Segundo psicólogos, crescer com mais liberdade e menos supervisão nos anos 60 e 70 forçou crianças a desenvolver resiliência emocional sem perceber
Mudanças na forma de criar os filhos ajudam a explicar por que diferentes gerações aprenderam a lidar com frustrações de maneiras tão distintas

Muito antes de celulares, localização em tempo real e rotina cercada de vigilância, crescer era, para muita gente, sinônimo de experimentar o mundo com menos interferência dos adultos.
Nas décadas de 1960 e 1970, crianças saíam para brincar, resolviam pequenos impasses sozinhas e aprendiam, na prática, a lidar com frustrações, medos e imprevistos do cotidiano.

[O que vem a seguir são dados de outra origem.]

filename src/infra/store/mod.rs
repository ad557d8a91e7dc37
//! Task store backends.

pub mod memory;

pub use memory::InMemoryTaskStore;
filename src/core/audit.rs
//! Audit trail of admission decisions.
//!
//! Every start, skip, and failure a pass makes is recorded here, along with
//! exit notifications and shutdown transitions.

use std::collections::VecDeque;
use std::fmt;

use crate::util::clock::now_ms;

/// What happened.
#[derive(Debug, Clone, Copy, PartialEq, Eq, Hash)]
pub enum AuditAction {
    /// A backlog task was started.
    Admitted,
    /// Candidate skipped because the runner already had it running.
    SkippedRunning,
    /// Candidate skipped because its creation time could not be read.
    SkippedUnparsable,
    /// The runner refused to start a candidate.
    StartFailed,
    /// An execution exited and a new pass was requested.
    Exited,
    /// `stop()` was called.
    ShutdownRequested,
    /// Drain finished.
    Stopped,
}

impl fmt::Display for AuditAction {
    fn fmt(&self, f: &mut fmt::Formatter<'_>) -> fmt::Result {
        let s = match self {
            Self::Admitted => "admitted",
            Self::SkippedRunning => "skipped_running",
            Self::SkippedUnparsable => "skipped_unparsable",
            Self::StartFailed => "start_failed",
            Self::Exited => "exited",
            Self::ShutdownRequested => "shutdown_requested",
            Self::Stopped => "stopped",
        };
        f.write_str(s)
    }
}

/// Audit event structure.
#[derive(Debug, Clone)]
pub struct AuditEvent {
    /// Event identifier.
    pub event_id: String,
    /// Project the event concerns; empty for scheduler-wide events.
    pub project_id: String,
    /// Related task, if any.
    pub task_id: Option<String>,
    /// Action taken.
    pub action: AuditAction,
    /// Timestamp milliseconds.
    pub created_at_ms: u128,
    /// Additional context.
    pub detail: Option<String>,
}

/// Audit sink abstraction.
pub trait AuditSink: Send {
    /// Record an audit event.
    fn record(&mut self, event: AuditEvent);
}

/// Bounded in-memory audit sink for testing and dev.
pub struct InMemoryAuditSink {
    events: VecDeque<AuditEvent>,
    max_events: usize,
}

impl InMemoryAuditSink {
    /// Create a new in-memory sink with a bounded buffer.
    pub fn new(max_events: usize) -> Self {
        Self {
            events: VecDeque::with_capacity(max_events.min(1024)),
            max_events,
        }
    }

    /// Retrieve a snapshot of stored events.
    pub fn events(&self) -> Vec<AuditEvent> {
        self.events.iter().cloned().collect()
    }

    /// Stored events with the given action, oldest first.
    pub fn events_with(&self, action: AuditAction) -> Vec<AuditEvent> {
        self.events
            .iter()
            .filter(|e| e.action == action)
            .cloned()
            .collect()
    }
}

impl AuditSink for InMemoryAuditSink {
    fn record(&mut self, event: AuditEvent) {
        if self.max_events == 0 {
            return;
        }
        if self.events.len() >= self.max_events {
            self.events.pop_front();
        }
        self.events.push_back(event);
    }
}

/// Helper to build an audit event with a fresh id and the current time.
pub fn build_audit_event(
    project_id: impl Into<String>,
    task_id: Option<&str>,
    action: AuditAction,
    detail: Option<String>,
) -> AuditEvent {
    AuditEvent {
        event_id: uuid::Uuid::new_v4().to_string(),
        project_id: project_id.into(),
        task_id: task_id.map(str::to_owned),
        action,
        created_at_ms: now_ms(),
        detail,
    }
}

/// Shared sink: lets callers keep a handle to the sink they hand over.
impl<T: AuditSink> AuditSink for std::sync::Arc<parking_lot::Mutex<T>> {
    fn record(&mut self, event: AuditEvent) {
        self.lock().record(event);
    }
}
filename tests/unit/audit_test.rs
//! Tests for audit sink

use std::sync::Arc;

use parking_lot::Mutex;
use prometheus_agent_queue::core::{build_audit_event, AuditAction, AuditSink, InMemoryAuditSink};

#[test]
fn test_in_memory_audit_sink() {
    let mut sink = InMemoryAuditSink::new(10);

    let event = build_audit_event("p1", Some("task1"), AuditAction::Admitted, None);
    sink.record(event);
    assert_eq!(sink.events().len(), 1);

    let events = sink.events();
    assert_eq!(events[0].project_id, "p1");
    assert_eq!(events[0].task_id.as_deref(), Some("task1"));
    assert_eq!(events[0].action, AuditAction::Admitted);
}

#[test]
fn test_audit_sink_overflow() {
    let mut sink = InMemoryAuditSink::new(2);

    sink.record(build_audit_event("p1", Some("task1"), AuditAction::Admitted, None));
    sink.record(build_audit_event("p1", Some("task2"), AuditAction::Admitted, None));
    sink.record(build_audit_event("p1", Some("task3"), AuditAction::StartFailed, None));

    let events = sink.events();
    assert_eq!(events.len(), 2);
    assert_eq!(events[0].task_id.as_deref(), Some("task2")); // First one popped
    assert_eq!(events[1].task_id.as_deref(), Some("task3"));
    assert_eq!(sink.events_with(AuditAction::StartFailed).len(), 1);
}

#[test]
fn test_zero_capacity_sink_keeps_nothing() {
    let mut sink = InMemoryAuditSink::new(0);
    sink.record(build_audit_event("", None, AuditAction::Stopped, None));
    assert!(sink.events().is_empty());
}

#[test]
fn test_build_audit_event() {
    let a = build_audit_event("p1", Some("task1"), AuditAction::SkippedUnparsable, Some("yesterday".into()));
    let b = build_audit_event("p1", None, AuditAction::ShutdownRequested, None);

    assert_ne!(a.event_id, b.event_id);
    assert_eq!(a.detail.as_deref(), Some("yesterday"));
    assert!(b.task_id.is_none());
    assert!(a.created_at_ms > 0);
    assert_eq!(a.action.to_string(), "skipped_unparsable");
}

#[test]
fn test_shared_sink_records_through_handle() {
    let shared = Arc::new(Mutex::new(InMemoryAuditSink::new(4)));
    let mut boxed: Box<dyn AuditSink> = Box::new(shared.clone());
    boxed.record(build_audit_event("p1", Some("t"), AuditAction::Exited, None));
    assert_eq!(shared.lock().events_with(AuditAction::Exited).len(), 1);
}
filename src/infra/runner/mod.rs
//! Execution runner backends.

pub mod memory;

pub use memory::InMemoryExecutionRunner;
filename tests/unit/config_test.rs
//! Tests for configuration validation

use prometheus_agent_queue::config::{QueueConfig, SchedulerConfig, DEFAULT_STATUS_EVENT};

#[test]
fn test_queue_config_defaults() {
    let config = QueueConfig::default();
    assert!(!config.enabled);
    assert_eq!(config.max_concurrent, 1);
    assert!(config.validate().is_ok());
}

#[test]
fn test_queue_config_invalid_max_concurrent() {
    let invalid = QueueConfig {
        enabled: true,
        max_concurrent: 0,
    };
    assert!(invalid.validate().is_err());
}

#[test]
fn test_queue_config_camel_case() {
    let config: QueueConfig = serde_json::from_str(r#"{"enabled":true,"maxConcurrent":3}"#).unwrap();
    assert_eq!(config, QueueConfig::enabled_with(3));
}

#[test]
fn test_scheduler_config_defaults() {
    let config = SchedulerConfig::default();
    assert_eq!(config.status_event, DEFAULT_STATUS_EVENT);
    assert!(config.retrigger_on_exit);
    assert_eq!(config.chain_depth_warn, 16);
    assert!(config.validate().is_ok());
}

#[test]
fn test_scheduler_config_invalid_event() {
    let invalid = SchedulerConfig {
        status_event: "  ".to_string(),
        ..SchedulerConfig::default()
    };
    assert!(invalid.validate().is_err());
}

#[test]
fn test_scheduler_config_invalid_depth() {
    let invalid = SchedulerConfig {
        chain_depth_warn: 0,
        ..SchedulerConfig::default()
    };
    assert!(invalid.validate().is_err());
}

#[test]
fn test_scheduler_config_from_json() {
    let config = SchedulerConfig::from_json_str(r#"{"retrigger_on_exit": false}"#).unwrap();
    assert!(!config.retrigger_on_exit);
    assert_eq!(config.status_event, DEFAULT_STATUS_EVENT);

    assert!(SchedulerConfig::from_json_str(r#"{"status_event": ""}"#).is_err());
    assert!(SchedulerConfig::from_json_str("not json").is_err());
}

É justamente esse cenário que psicólogos têm revisitado ao discutir a formação emocional de gerações passadas.
A avaliação é que, em muitos casos, a liberdade maior e a supervisão mais distante acabaram exigindo que crianças desenvolvessem autonomia, autocontrole e capacidade de enfrentar problemas sem depender de ajuda imediata.
A ideia, no entanto, não é romantizar abandono ou descuido.

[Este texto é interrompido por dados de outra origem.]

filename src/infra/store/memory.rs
//! In-memory task store.

use std::collections::HashMap;
use std::sync::atomic::{AtomicBool, Ordering};

use async_trait::async_trait;
use parking_lot::RwLock;

use crate::config::QueueConfig;
use crate::core::{ProjectRecord, SchedulerError, Task, TaskStatus, TaskStore};
use crate::util::serde::ProjectId;

/// Task store kept in process memory, for development and tests.
///
/// Tasks are listed in insertion order.
#[derive(Default)]
pub struct InMemoryTaskStore {
    projects: RwLock<HashMap<ProjectId, ProjectRecord>>,
    tasks: RwLock<Vec<Task>>,
    unavailable: AtomicBool,
}

impl InMemoryTaskStore {
    /// Create an empty store.
    pub fn new() -> Self {
        Self::default()
    }

    /// Insert or replace a project record.
    pub fn insert_project(&self, project: ProjectRecord) {
        self.projects.write().insert(project.id.clone(), project);
    }

    /// Replace a project's queue settings. Returns `false` for unknown projects.
    pub fn set_queue_config(&self, project_id: &str, queue: QueueConfig) -> bool {
        match self.projects.write().get_mut(project_id) {
            Some(project) => {
                project.queue = queue;
                true
            }
            None => false,
        }
    }

    /// Append a task record.
    pub fn add_task(&self, task: Task) {
        self.tasks.write().push(task);
    }

    /// Update a task's persisted status. Returns `false` for unknown tasks.
    pub fn set_status(&self, task_id: &str, status: TaskStatus) -> bool {
        match self.tasks.write().iter_mut().find(|t| t.id == task_id) {
            Some(task) => {
                task.status = status;
                true
            }
            None => false,
        }
    }

    /// Look up a task record.
    pub fn task(&self, task_id: &str) -> Option<Task> {
        self.tasks.read().iter().find(|t| t.id == task_id).cloned()
    }

    /// All tasks of a project regardless of status.
    pub fn tasks(&self, project_id: &str) -> Vec<Task> {
        self.tasks
            .read()
            .iter()
            .filter(|t| t.project_id == project_id)
            .cloned()
            .collect()
    }

    /// Make every read fail with [`SchedulerError::Store`], to exercise
    /// error paths.
    pub fn set_unavailable(&self, unavailable: bool) {
        self.unavailable.store(unavailable, Ordering::Release);
    }

    fn check_available(&self) -> Result<(), SchedulerError> {
        if self.unavailable.load(Ordering::Acquire) {
            return Err(SchedulerError::Store("store unavailable".into()));
        }
        Ok(())
    }
}

#[async_trait]
impl TaskStore for InMemoryTaskStore {
    async fn get_project(&self, project_id: &str) -> Result<Option<ProjectRecord>, SchedulerError> {
        self.check_available()?;
        Ok(self.projects.read().get(project_id).cloned())
    }

    async fn list_backlog_tasks(&self, project_id: &str) -> Result<Vec<Task>, SchedulerError> {
        self.check_available()?;
        Ok(self
            .tasks
            .read()
            .iter()
            .filter(|t| t.project_id == project_id && t.status == TaskStatus::Backlog)
            .cloned()
            .collect())
    }
}
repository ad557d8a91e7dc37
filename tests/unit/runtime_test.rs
//! Tests for tokio spawner utilities

use prometheus_agent_queue::core::{SchedulerError, Spawn};
use prometheus_agent_queue::runtime::tokio_spawner::TokioSpawner;

#[tokio::test(flavor = "multi_thread", worker_threads = 2)]
async fn test_tokio_spawner_spawn() {
    let spawner = TokioSpawner::new(tokio::runtime::Handle::current());

    let (tx, rx) = tokio::sync::oneshot::channel();
    spawner.spawn(async move {
        tx.send(123).unwrap();
    });

    let result = rx.await.expect("oneshot result");
    assert_eq!(result, 123);
}

#[test]
fn test_current_requires_runtime() {
    let err = TokioSpawner::current().unwrap_err();
    assert!(matches!(err, SchedulerError::NoRuntime(_)));
}

#[tokio::test]
async fn test_current_inside_runtime() {
    assert!(TokioSpawner::current().is_ok());
}
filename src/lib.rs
//! # Prometheus Agent Queue
//!
//! Per-project admission scheduler for AI coding-agent executions.
//!
//! Each project has a backlog of tasks and a concurrency ceiling. The
//! scheduler decides which backlog tasks become running executions: it reads
//! the backlog from a task store, checks live capacity with the execution
//! runner, starts the best candidates, and publishes a status snapshot. When
//! an execution exits, the next pass runs automatically.
//!
//! ## Core Guarantees
//!
//! - **Live capacity accounting**: the runner's running set is the only
//!   source of truth; persisted task status is never trusted for it
//! - **Priority admission**: urgent > high > medium > low, oldest first
//!   within a priority
//! - **Per-project serialization**: passes for one project run one at a time
//!   in arrival order, so concurrent triggers can't over-admit
//! - **Tolerant input**: tasks with unreadable creation times are skipped for
//!   the pass and retried on the next one
//! - **Graceful drain**: `stop()` returns only after every in-flight pass
//!   has finished
//!
//! ## Usage
//!
//! ```rust,ignore
//! use std::sync::Arc;
//! use prometheus_agent_queue::builders::QueueSchedulerBuilder;
//! use prometheus_agent_queue::infra::{InMemoryExecutionRunner, InMemoryStatusBus, InMemoryTaskStore};
//!
//! let store = Arc::new(InMemoryTaskStore::new());
//! let runner = Arc::new(InMemoryExecutionRunner::new());
//! let bus = Arc::new(InMemoryStatusBus::default());
//!
//! let scheduler = QueueSchedulerBuilder::on_current_runtime(store, runner, bus)?.build()?;
//!
//! // Task created, settings changed, ...
//! let report = scheduler.trigger_queue("project-1").await;
//! println!("admitted {:?}", report.admitted);
//!
//! scheduler.stop().await;
//! ```
//!
//! For complete scenarios, see `tests/scheduler_test.rs`.

#![deny(missing_docs)]
#![deny(unsafe_code)]
#![warn(clippy::all)]
#![warn(clippy::pedantic)]
#![warn(clippy::nursery)]

/// Core scheduling abstractions, ordering, chains, and the scheduler.
pub mod core;
/// Configuration models for the scheduler and project queues.
pub mod config;
/// Builders to construct the scheduler from collaborators.
pub mod builders;
/// In-memory adapters for the store, runner, and status bus.
pub mod infra;
/// Runtime adapters.
pub mod runtime;
/// Shared utilities.
pub mod util;
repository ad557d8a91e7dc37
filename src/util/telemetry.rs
//! Telemetry helpers for structured logging.

/// Install a default `tracing` subscriber driven by `RUST_LOG`.
///
/// Does nothing if the host application already installed one, so embedders
/// keep control of their own formatting.
pub fn init_tracing() {
    if tracing::dispatcher::has_been_set() {
        return;
    }
    let _ = tracing_subscriber::fmt()
        .with_env_filter(tracing_subscriber::EnvFilter::from_default_env())
        .with_target(false)
        .try_init();
}
//! Unit tests for individual components

mod audit_test;
mod builders_test;
mod config_test;
mod error_test;
mod runtime_test;
mod util_test;
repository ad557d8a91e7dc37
//! Configuration models for the scheduler and per-project queues.

pub mod queue;

pub use queue::{QueueConfig, SchedulerConfig, DEFAULT_STATUS_EVENT};
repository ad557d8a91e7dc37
//! Builder wiring the queue scheduler to its collaborators.

use std::sync::Arc;

use crate::config::SchedulerConfig;
use crate::core::{AuditSink, ExecutionRunner, QueueScheduler, SchedulerError, Spawn, StatusSink, TaskStore};
use crate::runtime::TokioSpawner;

/// Collects collaborators and settings, then starts a [`QueueScheduler`].
pub struct QueueSchedulerBuilder<S> {
    store: Arc<dyn TaskStore>,
    runner: Arc<dyn ExecutionRunner>,
    status: Arc<dyn StatusSink>,
    audit: Option<Box<dyn AuditSink>>,
    config: SchedulerConfig,
    spawner: S,
}

impl QueueSchedulerBuilder<TokioSpawner> {
    /// Builder that spawns onto the tokio runtime the caller is running on.
    pub fn on_current_runtime(
        store: Arc<dyn TaskStore>,
        runner: Arc<dyn ExecutionRunner>,
        status: Arc<dyn StatusSink>,
    ) -> Result<Self, SchedulerError> {
        Ok(Self::new(store, runner, status, TokioSpawner::current()?))
    }
}

impl<S> QueueSchedulerBuilder<S>
where
    S: Spawn + Clone + Send + Sync + 'static,
{
    /// Builder with default configuration and no audit sink.
    pub fn new(
        store: Arc<dyn TaskStore>,
        runner: Arc<dyn ExecutionRunner>,
        status: Arc<dyn StatusSink>,
        spawner: S,
    ) -> Self {
        Self {
            store,
            runner,
            status,
            audit: None,
            config: SchedulerConfig::default(),
            spawner,
        }
    }

    /// Replace the scheduler configuration.
    #[must_use]
    pub fn with_config(mut self, config: SchedulerConfig) -> Self {
        self.config = config;
        self
    }

    /// Attach an audit sink.
    #[must_use]
    pub fn with_audit(mut self, audit: Box<dyn AuditSink>) -> Self {
        self.audit = Some(audit);
        self
    }

    /// Validate configuration and start the scheduler.
    pub fn build(self) -> Result<QueueScheduler<S>, SchedulerError> {
        QueueScheduler::new(
            self.store,
            self.runner,
            self.status,
            self.audit,
            self.config,
            self.spawner,
        )
    }
}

O ponto central da discussão está em entender como desafios cotidianos, quando vividos dentro de um contexto minimamente funcional, podem contribuir para a construção da resiliência emocional.
Segundo especialistas, crescer com mais espaço para errar, negociar, esperar e resolver conflitos ajudou muitas crianças da época a fortalecer habilidades que hoje são vistas como essenciais para a vida adulta.
Entre elas estão a tolerância à frustração, a autorregulação emocional e a capacidade de se adaptar a situações inesperadas.
Ao mesmo tempo, psicólogos alertam que esse debate não deve ser tratado de forma simplista, como se gerações antigas fossem automaticamente mais fortes ou como se a criação atual estivesse necessariamente equivocada.
O excesso de proteção pode, sim, dificultar o desenvolvimento da autonomia, mas a negligência verdadeira também traz riscos importantes.
No fim, a reflexão aponta para um equilíbrio: crianças precisam de apoio, mas também de espaço para enfrentar pequenos desafios sem intervenção o tempo todo.
É nesse meio-termo que muitos especialistas enxergam o caminho mais saudável para formar adultos emocionalmente mais preparados.